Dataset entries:

--

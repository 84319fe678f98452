/// Application configuration module
use crate::domain::{CardSize, DisplaySettings};
use anyhow::Context;
use std::env;

#[derive(Clone, Debug)]
pub struct AppConfig {
    pub api_base_url: String,
    pub listen_addr: String,
    pub http_timeout_seconds: u64,
    pub catalog_refresh_seconds: u64,
    pub display: DisplaySettings,
}

impl AppConfig {
    /// Load configuration from environment variables
    pub fn from_env() -> anyhow::Result<Self> {
        dotenvy::dotenv().ok();

        let api_base_url = env::var("API_BASE_URL")
            .unwrap_or_else(|_| "http://localhost:5000/api".to_string())
            .trim_end_matches('/')
            .to_string();

        let listen_addr = env::var("LISTEN_ADDR").unwrap_or_else(|_| "0.0.0.0:3000".to_string());

        let card_size = match env::var("CARD_SIZE") {
            Ok(raw) => raw
                .parse::<CardSize>()
                .with_context(|| format!("CARD_SIZE={raw}"))?,
            Err(_) => CardSize::default(),
        };

        let display = DisplaySettings {
            card_size,
            show_images: env_bool("SHOW_IMAGES", true),
        };

        Ok(Self {
            api_base_url,
            listen_addr,
            http_timeout_seconds: env_u64("HTTP_TIMEOUT_SECONDS", 30),
            catalog_refresh_seconds: env_u64("CATALOG_EVERY_SECONDS", 300),
            display,
        })
    }
}

fn env_u64(key: &str, default: u64) -> u64 {
    env::var(key)
        .ok()
        .and_then(|s| s.parse().ok())
        .unwrap_or(default)
}

fn env_bool(key: &str, default: bool) -> bool {
    env::var(key)
        .ok()
        .and_then(|s| parse_bool(&s))
        .unwrap_or(default)
}

fn parse_bool(raw: &str) -> Option<bool> {
    match raw.trim().to_ascii_lowercase().as_str() {
        "1" | "true" | "yes" | "on" => Some(true),
        "0" | "false" | "no" | "off" => Some(false),
        _ => None,
    }
}
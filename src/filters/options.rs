//! Dropdown options for the explorer's filter panel.

use crate::domain::Mission;
use crate::utils::type_segments;
use serde::Serialize;
use std::cmp::Reverse;
use std::collections::BTreeSet;

#[derive(Debug, Clone, Default, PartialEq, Eq, Serialize)]
#[serde(rename_all = "camelCase")]
pub struct FilterOptions {
    pub agencies: Vec<String>,
    pub statuses: Vec<String>,
    pub targets: Vec<String>,
    /// Newest first
    pub years: Vec<i32>,
    pub mission_types: Vec<String>,
}

impl FilterOptions {
    pub fn from_missions(missions: &[Mission]) -> Self {
        let mut agencies = BTreeSet::new();
        let mut statuses = BTreeSet::new();
        let mut targets = BTreeSet::new();
        let mut years = BTreeSet::new();
        let mut mission_types = BTreeSet::new();

        for m in missions {
            insert_trimmed(&mut agencies, &m.agency);
            insert_trimmed(&mut statuses, &m.status.to_lowercase());
            insert_trimmed(&mut targets, &m.target);
            if m.launch_year > 0 {
                years.insert(Reverse(m.launch_year));
            }
            mission_types.extend(type_segments(&m.mission_type));
        }

        Self {
            agencies: agencies.into_iter().collect(),
            statuses: statuses.into_iter().collect(),
            targets: targets.into_iter().collect(),
            years: years.into_iter().map(|Reverse(y)| y).collect(),
            mission_types: mission_types.into_iter().collect(),
        }
    }
}

fn insert_trimmed(set: &mut BTreeSet<String>, value: &str) {
    let value = value.trim();
    if !value.is_empty() {
        set.insert(value.to_string());
    }
}
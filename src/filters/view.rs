//! Explorer heading resolution.

use super::criteria::FilterCriteria;
use crate::domain::{GeneralFilter, MissionType};
use serde::Serialize;

pub const DEFAULT_TITLE: &str = "Explore Space Missions";
pub const DEFAULT_SUBTITLE: &str =
    "Discover humanity's journey through space, from historic milestones to the missions still ahead.";

/// Title and subtitle for the explorer page
#[derive(Debug, Clone, Copy, PartialEq, Eq, Serialize)]
pub struct ViewMetadata {
    pub title: &'static str,
    pub subtitle: &'static str,
}

impl Default for ViewMetadata {
    fn default() -> Self {
        Self {
            title: DEFAULT_TITLE,
            subtitle: DEFAULT_SUBTITLE,
        }
    }
}

/// Resolve the heading from the link the user arrived through.
///
/// Only `type` (then `filter`) is consulted, never the `missionType`
/// dropdown, and specific mode does not reset it: the heading follows the
/// entry link while the result set follows the most specific filter.
pub fn resolve_view(criteria: &FilterCriteria) -> ViewMetadata {
    let Some(key) = criteria.type_slug.as_deref().or(criteria.general.as_deref()) else {
        return ViewMetadata::default();
    };

    if let Some(kind) = MissionType::from_slug(key) {
        return ViewMetadata {
            title: kind.display_name(),
            subtitle: kind.description(),
        };
    }
    if let Some(filter) = GeneralFilter::from_slug(key) {
        return ViewMetadata {
            title: filter.display_name(),
            subtitle: filter.description(),
        };
    }
    ViewMetadata::default()
}
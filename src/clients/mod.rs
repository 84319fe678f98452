/// External API clients module
use crate::domain::Mission;
use crate::errors::{ApiError, ApiResult};
use reqwest::{Client, Response};
use serde_json::Value;
use std::time::Duration;
use tracing::warn;

/// HTTP client wrapper with common configuration
#[derive(Clone)]
pub struct HttpClient {
    client: Client,
}

impl HttpClient {
    pub fn new(timeout_seconds: u64) -> ApiResult<Self> {
        let client = Client::builder()
            .timeout(Duration::from_secs(timeout_seconds))
            .user_agent("cosmic-explorer/1.0")
            .build()?;
        Ok(Self { client })
    }

    pub fn get_client(&self) -> &Client {
        &self.client
    }
}

/// Turn a non-2xx upstream response into an error carrying its body
async fn ensure_success(resp: Response) -> ApiResult<Response> {
    let status = resp.status();
    if status.is_success() {
        return Ok(resp);
    }
    let message = resp.text().await.unwrap_or_default();
    Err(ApiError::Upstream {
        status: status.as_u16(),
        message,
    })
}

/// Mission catalog client
pub struct CatalogClient {
    http_client: HttpClient,
    base_url: String,
}

impl CatalogClient {
    pub fn new(http_client: HttpClient, base_url: String) -> Self {
        Self {
            http_client,
            base_url,
        }
    }

    pub fn missions_url(&self) -> String {
        format!("{}/missions", self.base_url)
    }

    /// Fetch the full mission catalog
    pub async fn fetch_missions(&self) -> ApiResult<Vec<Mission>> {
        let resp = self
            .http_client
            .get_client()
            .get(self.missions_url())
            .send()
            .await?;

        let json: Value = ensure_success(resp).await?.json().await?;
        Ok(missions_from_payload(json))
    }
}

/// Accept a bare array or one wrapped in `missions` / `items`. Records that do
/// not deserialize are skipped.
fn missions_from_payload(json: Value) -> Vec<Mission> {
    let items = match json {
        Value::Array(arr) => arr,
        Value::Object(mut obj) => match obj.remove("missions").or_else(|| obj.remove("items")) {
            Some(Value::Array(arr)) => arr,
            _ => Vec::new(),
        },
        _ => Vec::new(),
    };

    items
        .into_iter()
        .filter_map(|item| match serde_json::from_value::<Mission>(item) {
            Ok(m) => Some(m),
            Err(e) => {
                warn!("Skipping malformed mission record: {}", e);
                None
            }
        })
        .collect()
}

/// Mission updates client (likes)
pub struct UpdatesClient {
    http_client: HttpClient,
    base_url: String,
}

impl UpdatesClient {
    pub fn new(http_client: HttpClient, base_url: String) -> Self {
        Self {
            http_client,
            base_url,
        }
    }

    /// Like (`POST`) or unlike (`DELETE`) an update on behalf of the token
    /// holder. Returns the upstream body.
    pub async fn set_like(&self, update_id: &str, liked: bool, token: &str) -> ApiResult<Value> {
        let url = format!("{}/updates/{}/like", self.base_url, update_id);
        let client = self.http_client.get_client();
        let req = if liked {
            client.post(&url)
        } else {
            client.delete(&url)
        };

        let resp = req.bearer_auth(token).send().await?;
        let resp = ensure_success(resp).await?;

        // some upstream routes answer 204
        let body = resp.text().await?;
        if body.trim().is_empty() {
            return Ok(Value::Null);
        }
        serde_json::from_str(&body)
            .map_err(|e| ApiError::Internal(format!("Malformed like response: {}", e)))
    }
}
/// Unified error handling module
use axum::{
    http::StatusCode,
    response::{IntoResponse, Response},
    Json,
};
use serde::Serialize;
use thiserror::Error;

/// Unified error response format
#[derive(Debug, Serialize)]
pub struct ErrorResponse {
    pub ok: bool,
    pub error: ErrorDetail,
}

#[derive(Debug, Serialize)]
pub struct ErrorDetail {
    pub code: String,
    pub message: String,
}

#[derive(Debug, Error)]
pub enum ApiError {
    #[error("External API error: {0}")]
    ExternalApi(#[from] reqwest::Error),

    #[error("Upstream returned {status}: {message}")]
    Upstream { status: u16, message: String },

    #[error("Not found: {0}")]
    NotFound(String),

    #[error("Unauthorized: {0}")]
    Unauthorized(String),

    #[error("Invalid input: {0}")]
    InvalidInput(String),

    #[error("Internal error: {0}")]
    Internal(String),
}

fn upstream_code(status: u16) -> &'static str {
    match status {
        401 => "UPSTREAM_401",
        403 => "UPSTREAM_403",
        404 => "UPSTREAM_404",
        429 => "UPSTREAM_429",
        500..=599 => "UPSTREAM_5XX",
        _ => "UPSTREAM_ERROR",
    }
}

impl ApiError {
    /// Stable machine-readable code for the response envelope
    pub fn code(&self) -> &'static str {
        match self {
            ApiError::ExternalApi(e) => e
                .status()
                .map(|s| upstream_code(s.as_u16()))
                .unwrap_or("UPSTREAM_ERROR"),
            ApiError::Upstream { status, .. } => upstream_code(*status),
            ApiError::NotFound(_) => "NOT_FOUND",
            ApiError::Unauthorized(_) => "UNAUTHORIZED",
            ApiError::InvalidInput(_) => "INVALID_INPUT",
            ApiError::Internal(_) => "INTERNAL_ERROR",
        }
    }
}

impl IntoResponse for ApiError {
    fn into_response(self) -> Response {
        let error_response = ErrorResponse {
            ok: false,
            error: ErrorDetail {
                code: self.code().to_string(),
                message: self.to_string(),
            },
        };

        // Errors travel in the envelope, the HTTP status stays 200
        (StatusCode::OK, Json(error_response)).into_response()
    }
}

/// Type alias for API results
pub type ApiResult<T> = Result<T, ApiError>;
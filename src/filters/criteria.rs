//! Filter state derivation from the explorer's query string.
//!
//! Two modes exist. Specific mode is entered as soon as any precise field
//! (`q`, `agency`, `status`, `target`, `year`, `missionType`) carries a real
//! value, and it suppresses the `filter`/`type` link filters for matching.
//! The link filters are still kept so the heading can be resolved from them.

use crate::domain::GeneralFilter;
use crate::utils::{constraint, param, text_param};
use serde::Serialize;
use std::collections::HashMap;

pub const PARAM_QUERY: &str = "q";
pub const PARAM_FILTER: &str = "filter";
pub const PARAM_TYPE: &str = "type";
pub const PARAM_AGENCY: &str = "agency";
pub const PARAM_STATUS: &str = "status";
pub const PARAM_TARGET: &str = "target";
pub const PARAM_YEAR: &str = "year";
pub const PARAM_MISSION_TYPE: &str = "missionType";

/// Normalized explorer filters. `None` always means "no constraint".
#[derive(Debug, Clone, Default, PartialEq, Eq, Serialize)]
#[serde(rename_all = "camelCase")]
pub struct FilterCriteria {
    pub query: Option<String>,
    pub general: Option<String>,
    pub type_slug: Option<String>,
    pub agency: Option<String>,
    pub status: Option<String>,
    pub target: Option<String>,
    pub year: Option<String>,
    pub mission_type: Option<String>,
}

impl FilterCriteria {
    pub fn from_query(params: &HashMap<String, String>) -> Self {
        let lower = |key| constraint(params, key).map(str::to_lowercase);
        Self {
            query: text_param(params, PARAM_QUERY).map(str::to_string),
            general: param(params, PARAM_FILTER).map(str::to_lowercase),
            type_slug: param(params, PARAM_TYPE).map(str::to_lowercase),
            agency: lower(PARAM_AGENCY),
            status: lower(PARAM_STATUS),
            target: lower(PARAM_TARGET),
            year: constraint(params, PARAM_YEAR).map(str::to_string),
            mission_type: lower(PARAM_MISSION_TYPE),
        }
    }

    pub fn is_specific(&self) -> bool {
        self.query.is_some()
            || self.agency.is_some()
            || self.status.is_some()
            || self.target.is_some()
            || self.year.is_some()
            || self.mission_type.is_some()
    }

    /// Recognized general filter; unknown slugs constrain nothing
    pub fn general_filter(&self) -> Option<GeneralFilter> {
        self.general.as_deref().and_then(GeneralFilter::from_slug)
    }

    /// The type that drives matching: the dropdown selection wins over the
    /// incoming `type=` link.
    pub fn effective_type(&self) -> Option<&str> {
        self.mission_type.as_deref().or(self.type_slug.as_deref())
    }

    /// Query pairs for a canonical explorer URL, absent values omitted
    pub fn to_query_pairs(&self) -> Vec<(&'static str, String)> {
        [
            (PARAM_QUERY, &self.query),
            (PARAM_FILTER, &self.general),
            (PARAM_TYPE, &self.type_slug),
            (PARAM_AGENCY, &self.agency),
            (PARAM_STATUS, &self.status),
            (PARAM_TARGET, &self.target),
            (PARAM_YEAR, &self.year),
            (PARAM_MISSION_TYPE, &self.mission_type),
        ]
        .into_iter()
        .filter_map(|(key, value)| value.clone().map(|v| (key, v)))
        .collect()
    }
}

/// Derived filter state for one explorer request
#[derive(Debug, Clone, Default, PartialEq, Eq, Serialize)]
pub struct FilterState {
    pub criteria: FilterCriteria,
    pub specific_mode: bool,
}

impl FilterState {
    pub fn derive(params: &HashMap<String, String>) -> Self {
        let criteria = FilterCriteria::from_query(params);
        let specific_mode = criteria.is_specific();
        Self {
            criteria,
            specific_mode,
        }
    }
}

#[cfg(test)]
mod tests {
    use super::*;

    fn params(pairs: &[(&str, &str)]) -> HashMap<String, String> {
        pairs
            .iter()
            .map(|(k, v)| (k.to_string(), v.to_string()))
            .collect()
    }

    #[test]
    fn test_empty_query_is_unconstrained() {
        let state = FilterState::derive(&HashMap::new());
        assert_eq!(state.criteria, FilterCriteria::default());
        assert!(!state.specific_mode);
    }

    #[test]
    fn test_all_sentinels_are_not_specific() {
        let state = FilterState::derive(&params(&[
            ("agency", "all"),
            ("status", "all"),
            ("target", "all"),
            ("year", "all"),
            ("missionType", "all"),
            ("type", "mars"),
        ]));
        assert!(!state.specific_mode);
        assert_eq!(state.criteria.type_slug.as_deref(), Some("mars"));
    }

    #[test]
    fn test_any_precise_field_enters_specific_mode() {
        for key in ["q", "agency", "status", "target", "year", "missionType"] {
            let state = FilterState::derive(&params(&[(key, "x"), ("filter", "iconic")]));
            assert!(state.specific_mode, "{key} should enter specific mode");
        }
    }

    #[test]
    fn test_link_filters_alone_are_not_specific() {
        let state = FilterState::derive(&params(&[("filter", "recent"), ("type", "rover")]));
        assert!(!state.specific_mode);
        assert_eq!(state.criteria.general_filter(), Some(GeneralFilter::Recent));
        assert_eq!(state.criteria.effective_type(), Some("rover"));
    }

    #[test]
    fn test_blank_values_are_absent() {
        let state = FilterState::derive(&params(&[("q", ""), ("agency", "   ")]));
        assert!(!state.specific_mode);
    }

    #[test]
    fn test_dropdown_type_overrides_link_type() {
        let state = FilterState::derive(&params(&[("type", "rover"), ("missionType", "Orbiter")]));
        assert_eq!(state.criteria.effective_type(), Some("orbiter"));
        assert_eq!(state.criteria.type_slug.as_deref(), Some("rover"));
    }

    #[test]
    fn test_values_are_lower_cased() {
        let state = FilterState::derive(&params(&[("agency", "NASA"), ("q", "Voyager")]));
        assert_eq!(state.criteria.agency.as_deref(), Some("nasa"));
        // free text is compared case-insensitively later, kept as typed
        assert_eq!(state.criteria.query.as_deref(), Some("Voyager"));
    }

    #[test]
    fn test_unknown_general_filter_is_ignored() {
        let state = FilterState::derive(&params(&[("filter", "popular")]));
        assert_eq!(state.criteria.general_filter(), None);
        assert_eq!(state.criteria.general.as_deref(), Some("popular"));
    }

    #[test]
    fn test_to_query_pairs_omits_absent_values() {
        let state = FilterState::derive(&params(&[
            ("agency", "esa"),
            ("year", "all"),
            ("type", "moon"),
        ]));
        assert_eq!(
            state.criteria.to_query_pairs(),
            vec![("type", "moon".to_string()), ("agency", "esa".to_string())]
        );
    }

    #[test]
    fn test_free_text_is_not_trimmed() {
        let state = FilterState::derive(&params(&[("q", " Mars ")]));
        assert_eq!(state.criteria.query.as_deref(), Some(" Mars "));
        assert!(state.specific_mode);
    }
}
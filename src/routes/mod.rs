/// Application routes configuration
use crate::handlers::{
    get_like, get_mission, get_options, get_view, health, list_classifications, list_missions,
    refresh_catalog, toggle_like, AppState,
};
use axum::{routing::get, Router};

/// Build the application router with all routes
pub fn build_router(state: AppState) -> Router {
    Router::new()
        // Health check
        .route("/health", get(health))
        // Explorer endpoints
        .route("/missions", get(list_missions))
        .route("/missions/view", get(get_view))
        .route("/missions/options", get(get_options))
        .route("/missions/:name", get(get_mission))
        .route("/mission-types", get(list_classifications))
        // Catalog maintenance
        .route("/catalog/refresh", get(refresh_catalog))
        // Update likes
        .route("/updates/:id/like", get(get_like).post(toggle_like))
        .with_state(state)
}
/// Utility functions
use serde_json::Value;
use std::collections::HashMap;

/// Sentinel meaning "no constraint" for dropdown filters
pub const ALL_SENTINEL: &str = "all";

/// Extract a launch year from a JSON number or numeric string
pub fn year_from_value(v: &Value) -> Option<i32> {
    if let Some(x) = v.as_i64() {
        return i32::try_from(x).ok();
    }
    if let Some(s) = v.as_str() {
        return s.trim().parse::<i32>().ok();
    }
    None
}

/// Pick a non-negative count from JSON by trying multiple keys
pub fn count_pick(v: &Value, keys: &[&str]) -> Option<u64> {
    for k in keys {
        if let Some(x) = v.get(*k) {
            if let Some(n) = x.as_u64() {
                return Some(n);
            }
            if let Some(s) = x.as_str() {
                if let Ok(n) = s.trim().parse::<u64>() {
                    return Some(n);
                }
            }
        }
    }
    None
}

/// Non-empty query parameter value
pub fn param<'a>(params: &'a HashMap<String, String>, key: &str) -> Option<&'a str> {
    params
        .get(key)
        .map(|s| s.trim())
        .filter(|s| !s.is_empty())
}

/// Free-text query parameter kept exactly as typed; blank input is absent
pub fn text_param<'a>(params: &'a HashMap<String, String>, key: &str) -> Option<&'a str> {
    params
        .get(key)
        .map(String::as_str)
        .filter(|s| !s.trim().is_empty())
}

/// Non-empty query parameter value that is not the "all" sentinel
pub fn constraint<'a>(params: &'a HashMap<String, String>, key: &str) -> Option<&'a str> {
    param(params, key).filter(|s| !s.eq_ignore_ascii_case(ALL_SENTINEL))
}

/// Case-insensitive substring test
pub fn contains_ci(haystack: &str, needle: &str) -> bool {
    haystack.to_lowercase().contains(&needle.to_lowercase())
}

/// Slug to lower-case words: "sample-return" -> "sample return"
pub fn normalize_slug(slug: &str) -> String {
    slug.replace('-', " ").to_lowercase()
}

/// Split a compound mission type ("Orbiter & Rover", "Flyby, Interstellar")
/// into trimmed, lower-cased, non-empty segments
pub fn type_segments(mission_type: &str) -> impl Iterator<Item = String> + '_ {
    mission_type
        .split([',', '/', '&'])
        .map(|s| s.trim().to_lowercase())
        .filter(|s| !s.is_empty())
}
/// Business logic services layer
use crate::clients::{CatalogClient, UpdatesClient};
use crate::domain::{LikeState, Mission};
use crate::errors::{ApiError, ApiResult};
use crate::filters::{explore, Exploration, FilterOptions};
use crate::optimistic::{OptimisticCommand, Rollback};
use crate::utils::count_pick;
use chrono::{Datelike, Utc};
use std::collections::HashMap;
use std::sync::Arc;
use tokio::sync::{Mutex, RwLock};
use tracing::{info, warn};

/// Immutable catalog snapshot shared by concurrent readers
pub type Catalog = Arc<Vec<Mission>>;

/// Mission catalog service
pub struct CatalogService {
    client: CatalogClient,
    snapshot: RwLock<Option<Catalog>>,
    first_fetch: Mutex<()>,
}

impl CatalogService {
    pub fn new(client: CatalogClient) -> Self {
        Self {
            client,
            snapshot: RwLock::new(None),
            first_fetch: Mutex::new(()),
        }
    }

    /// Service preloaded with a catalog, without touching the network
    #[cfg(test)]
    pub fn with_snapshot(client: CatalogClient, missions: Vec<Mission>) -> Self {
        Self {
            client,
            snapshot: RwLock::new(Some(Arc::new(missions))),
            first_fetch: Mutex::new(()),
        }
    }

    /// Refetch the catalog. A failed fetch never replaces a good snapshot;
    /// with nothing cached yet it installs an empty catalog.
    pub async fn refresh(&self) -> Catalog {
        match self.client.fetch_missions().await {
            Ok(missions) => {
                info!("Catalog refreshed: {} missions", missions.len());
                let catalog = Arc::new(missions);
                *self.snapshot.write().await = Some(catalog.clone());
                catalog
            }
            Err(e) => {
                warn!("Catalog fetch from {} failed: {}", self.client.missions_url(), e);
                let mut guard = self.snapshot.write().await;
                guard.get_or_insert_with(|| Arc::new(Vec::new())).clone()
            }
        }
    }

    /// Current snapshot, fetched once if nothing is cached. Concurrent callers
    /// on an empty cache wait for the same first fetch.
    pub async fn snapshot(&self) -> Catalog {
        if let Some(catalog) = self.cached().await {
            return catalog;
        }
        let _first = self.first_fetch.lock().await;
        if let Some(catalog) = self.cached().await {
            return catalog;
        }
        self.refresh().await
    }

    async fn cached(&self) -> Option<Catalog> {
        self.snapshot.read().await.clone()
    }

    /// Run an explorer query against the current snapshot
    pub async fn explore(&self, params: &HashMap<String, String>) -> Exploration {
        let catalog = self.snapshot().await;
        explore(&catalog, params, Utc::now().year())
    }

    /// Dropdown options for the filter panel
    pub async fn options(&self) -> FilterOptions {
        FilterOptions::from_missions(&self.snapshot().await)
    }

    /// Look up a mission by its exact name
    pub async fn find(&self, name: &str) -> ApiResult<Mission> {
        self.snapshot()
            .await
            .iter()
            .find(|m| m.name == name)
            .cloned()
            .ok_or_else(|| ApiError::NotFound(format!("mission '{}'", name)))
    }
}

/// Per-request caller identity, taken from the `Authorization` header
#[derive(Debug, Clone, Default)]
pub struct SessionContext {
    pub token: Option<String>,
}

impl SessionContext {
    pub fn from_authorization(header: Option<&str>) -> Self {
        let token = header
            .and_then(|h| h.strip_prefix("Bearer "))
            .map(str::trim)
            .filter(|t| !t.is_empty())
            .map(str::to_string);
        Self { token }
    }

    pub fn require_token(&self) -> ApiResult<&str> {
        self.token
            .as_deref()
            .ok_or_else(|| ApiError::Unauthorized("sign in to like updates".to_string()))
    }
}

/// Optimistic like toggling for mission updates
pub struct LikeService {
    client: UpdatesClient,
    likes: Mutex<HashMap<String, LikeState>>,
    /// One in-flight toggle per update; later toggles queue behind it
    in_flight: Mutex<HashMap<String, Arc<Mutex<()>>>>,
}

impl LikeService {
    pub fn new(client: UpdatesClient) -> Self {
        Self {
            client,
            likes: Mutex::new(HashMap::new()),
            in_flight: Mutex::new(HashMap::new()),
        }
    }

    /// Locally known like state of an update
    pub async fn get(&self, update_id: &str) -> LikeState {
        self.likes
            .lock()
            .await
            .get(update_id)
            .copied()
            .unwrap_or_default()
    }

    async fn update_lock(&self, update_id: &str) -> Arc<Mutex<()>> {
        self.in_flight
            .lock()
            .await
            .entry(update_id.to_string())
            .or_default()
            .clone()
    }

    /// Toggle the like, confirm it upstream and roll back if that fails.
    /// Toggles on the same update run one at a time, so each starts from
    /// settled state and a rollback never undoes another toggle's result.
    pub async fn toggle(&self, update_id: &str, session: &SessionContext) -> ApiResult<LikeState> {
        validate_update_id(update_id)?;
        let token = session.require_token()?;

        let update_lock = self.update_lock(update_id).await;
        let _serialized = update_lock.lock().await;

        let id = update_id.to_string();
        let mut wanted = LikeState::default();
        let command = OptimisticCommand::begin(&self.likes, |likes| {
            let previous = likes.get(&id).copied();
            let entry = likes.entry(id.clone()).or_default();
            *entry = toggled(*entry);
            wanted = *entry;

            let undo: Rollback<HashMap<String, LikeState>> =
                Box::new(move |likes: &mut HashMap<String, LikeState>| match previous {
                    Some(state) => {
                        likes.insert(id, state);
                    }
                    None => {
                        likes.remove(&id);
                    }
                });
            undo
        })
        .await;

        let outcome = self.client.set_like(update_id, wanted.liked, token).await;
        let body = command.settle(outcome).await?;

        // the upstream count is authoritative when it reports one
        let mut likes = self.likes.lock().await;
        let entry = likes.entry(update_id.to_string()).or_default();
        if let Some(count) = count_pick(&body, &["likes", "likeCount", "likesCount"]) {
            entry.likes = count;
        }
        Ok(*entry)
    }
}

/// Update ids are interpolated into upstream paths
fn validate_update_id(update_id: &str) -> ApiResult<()> {
    let valid = !update_id.is_empty()
        && update_id
            .chars()
            .all(|c| c.is_ascii_alphanumeric() || c == '-' || c == '_');
    if valid {
        Ok(())
    } else {
        Err(ApiError::InvalidInput(format!("bad update id '{}'", update_id)))
    }
}

fn toggled(state: LikeState) -> LikeState {
    if state.liked {
        LikeState {
            liked: false,
            likes: state.likes.saturating_sub(1),
        }
    } else {
        LikeState {
            liked: true,
            likes: state.likes + 1,
        }
    }
}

--

▸ EXERCISE DIRECTIONS:
Looking at the data above, return every line from the one with "fn upstream_code(status: u16)" down to the one with "status stays 200", exactly and inclusively.

▸ RESULT:
fn upstream_code(status: u16) -> &'static str {
    match status {
        401 => "UPSTREAM_401",
        403 => "UPSTREAM_403",
        404 => "UPSTREAM_404",
        429 => "UPSTREAM_429",
        500..=599 => "UPSTREAM_5XX",
        _ => "UPSTREAM_ERROR",
    }
}

impl ApiError {
    /// Stable machine-readable code for the response envelope
    pub fn code(&self) -> &'static str {
        match self {
            ApiError::ExternalApi(e) => e
                .status()
                .map(|s| upstream_code(s.as_u16()))
                .unwrap_or("UPSTREAM_ERROR"),
            ApiError::Upstream { status, .. } => upstream_code(*status),
            ApiError::NotFound(_) => "NOT_FOUND",
            ApiError::Unauthorized(_) => "UNAUTHORIZED",
            ApiError::InvalidInput(_) => "INVALID_INPUT",
            ApiError::Internal(_) => "INTERNAL_ERROR",
        }
    }
}

impl IntoResponse for ApiError {
    fn into_response(self) -> Response {
        let error_response = ErrorResponse {
            ok: false,
            error: ErrorDetail {
                code: self.code().to_string(),
                message: self.to_string(),
            },
        };

        // Errors travel in the envelope, the HTTP status stays 200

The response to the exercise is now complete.